My heart leaps up when I behold
A rainbow in the sky;
So was it when my life began;
So is it now I am a man;
So be it when I shall grow old,
Or let me die!
The Child is father of the Man;
And I could wish my days to be
Bound each to each by natural piety.

In this poem, Wordsworth expresses his awe and joy at the sight of a rainbow in the sky. The same "natural piety" he had as a young child he experiences now as a man, and he hopes never to lose this adoration of nature as he grows old. "The Child is father of the Man" perhaps because children, to whom the appreciation of nature is inherent, can teach adults the same joy, and are in this sense, wiser than adults. However, in "Lines Composed a Few Miles Above Tintern Abbey," Wordsworth compares his first experiences as a young boy rambling through the mountains to the present time:

And so I dare to hope,
Though changed, no doubt, from what I was when first
I came among these hills; when like a roe
I bounded o'er the mountains, by the sides
Of the deep rivers, and the lonely streams,
Wherever nature led: more like a man
Flying from something that he dreads, than one
Who sought the thing he loved. For nature then
(The coarser pleasures of my boyish days,
And their glad animal movements all gone by)
To me was all in all. - I cannot paint
What then I was…
…That time is past,
And all its aching joys are now no more,
And all its dizzy raptures.

In these lines, Wordsworth seems to diminish his boyhood experiences and reduce then to "coarser pleasures," "animal movements (albeit glad)," and "dizzy raptures." Is the Child still "father of the Man" in these lines? Do these lines somehow contradict the philosophy of the previous poem? Or is Wordsworth merely making a comparison of the levels in which man perceives and appreciates nature? (Tien-Tien Chen)
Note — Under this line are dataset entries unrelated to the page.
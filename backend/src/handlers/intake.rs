//! HTTP handlers for the intake ledger

use axum::{
    extract::{Path, State},
    http::StatusCode,
    response::IntoResponse,
    Json,
};

use crate::{
    error::AppResult,
    middleware::CurrentUser,
    services::intake::{
        AddDiscountInput, CreateIntakeInput, IntakeService, MaterializeInput, RecordDetailInput,
    },
    AppState,
};

pub async fn list_intakes(
    State(state): State<AppState>,
    _user: CurrentUser,
) -> AppResult<impl IntoResponse> {
    let service = IntakeService::new(state.db);
    Ok(Json(service.list_intakes().await?))
}

pub async fn create_intake(
    State(state): State<AppState>,
    user: CurrentUser,
    Json(input): Json<CreateIntakeInput>,
) -> AppResult<impl IntoResponse> {
    let service = IntakeService::new(state.db);
    let intake = service.create_intake(user.0.user_id, input).await?;
    Ok((StatusCode::CREATED, Json(intake)))
}

/// Intake with its details, discounts and totals
pub async fn get_intake(
    State(state): State<AppState>,
    _user: CurrentUser,
    Path(intake_id): Path<i64>,
) -> AppResult<impl IntoResponse> {
    let service = IntakeService::new(state.db);
    Ok(Json(service.get_intake(intake_id).await?))
}

/// Record a detail line on an intake
pub async fn record_intake(
    State(state): State<AppState>,
    user: CurrentUser,
    Path(intake_id): Path<i64>,
    Json(input): Json<RecordDetailInput>,
) -> AppResult<impl IntoResponse> {
    let service = IntakeService::new(state.db);
    let detail = service.record_intake(user.0.user_id, intake_id, input).await?;
    Ok((StatusCode::CREATED, Json(detail)))
}

pub async fn add_discount(
    State(state): State<AppState>,
    _user: CurrentUser,
    Path(intake_id): Path<i64>,
    Json(input): Json<AddDiscountInput>,
) -> AppResult<impl IntoResponse> {
    let service = IntakeService::new(state.db);
    let discount = service.add_discount(intake_id, input).await?;
    Ok((StatusCode::CREATED, Json(discount)))
}

/// Create the usable devices of a detail line
pub async fn materialize_devices(
    State(state): State<AppState>,
    user: CurrentUser,
    Path(detail_id): Path<i64>,
    Json(input): Json<MaterializeInput>,
) -> AppResult<impl IntoResponse> {
    let service = IntakeService::new(state.db);
    let report = service
        .materialize_devices(
            user.0.user_id,
            detail_id,
            input,
            state.config.inventory.max_batch_size,
        )
        .await?;
    Ok(Json(report))
}

/// Create the spare parts of a detail line
pub async fn materialize_spares(
    State(state): State<AppState>,
    user: CurrentUser,
    Path(detail_id): Path<i64>,
    Json(input): Json<MaterializeInput>,
) -> AppResult<impl IntoResponse> {
    let service = IntakeService::new(state.db);
    let report = service
        .materialize_spares(
            user.0.user_id,
            detail_id,
            input,
            state.config.inventory.max_batch_size,
        )
        .await?;
    Ok(Json(report))
}

pub async fn list_spares(
    State(state): State<AppState>,
    _user: CurrentUser,
    Path(intake_id): Path<i64>,
) -> AppResult<impl IntoResponse> {
    let service = IntakeService::new(state.db);
    Ok(Json(service.list_spares(intake_id).await?))
}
3. "For oft when on my couch I lie
In vacant or in pensive mood,
They flash upon that inward eye
Which is the bliss of solitude;
And then my heart with pleasure fills,
And dances with the daffodils."
(Wordsworth, "I wandered Lonely As a Cloud" lines 19 - 24)

Descriptions of nature, and the effects of natural scenery uopn a contemplative soul, appear throughout Wordsworth's poems. Nature is described as a place of refuge where thought can run unchecked, free of the confusions and pressures of life among people. The natural world is also portrayed as an atmosphere where foolish thoughts and gloomy speculation are rebuked by awe-inspiring surroundings. Wordsworth speaks very infrequently of God (the Christian God), but seems to feel himself surrounded by some kind of "higher power" as he moves through a landscape, a power which evaluates the quality of his emotions and turns his mind towards happy and more expansive speculation. In this way, even the memory of joy or wonder experienced in a natural setting is a reminder to Wordsworth to avoid gloomy or self-indulgent thoughts, and to cast his mind upon the sublime. Does "Nature" function as a kind of diety for Wordsworth, and if so, how does his reverence manifest itself? Does Wordsworth draw a distinction between "mature" contemplations of nature, and the passionate follies of youth? What is the difference? (Alison Kotin)

4. In Wordsworth's poem, "I Wandered Lonely as a Cloud" there is wonderful imagery andmetaphor. Wordsworth creates a poem that enables the reader to drift and wander like a cloud, as he does; we can see the beauty he describes in his poem because of his imaginative descriptions. Wordsworth was a able to use an somewhat ordinary and common weed and make it the savior of his solitude.

For oft, when on my couch I lie
In vacant or in pensive mood,
They flash upon that inward eye
Which is the bliss of solitude;
And then my heart with pleasure fills,
And dances with the daffodils.

By giving the reader this image of daffodils "in sprightly dance" Wordsworth installs in our memory something we can look at in nature or in the sanctity of our minds and feel, as he does, comforted. Wordsworth describes in this poem a simple cure for a lonely heart. How does the historical context of the romantic period influence what object Wordsworth chooses for the reader to use as a cure? (perhaps in a different time the object may be more elitist and not so common) (Ama Codjoe)

5. "The picture of the mind revives again:
While here I stand, not only with the sense
Of present pleasure, but with pleasing thoughts
That in this moment there is life and food
For future years." (p. 138 Tintern Abbey)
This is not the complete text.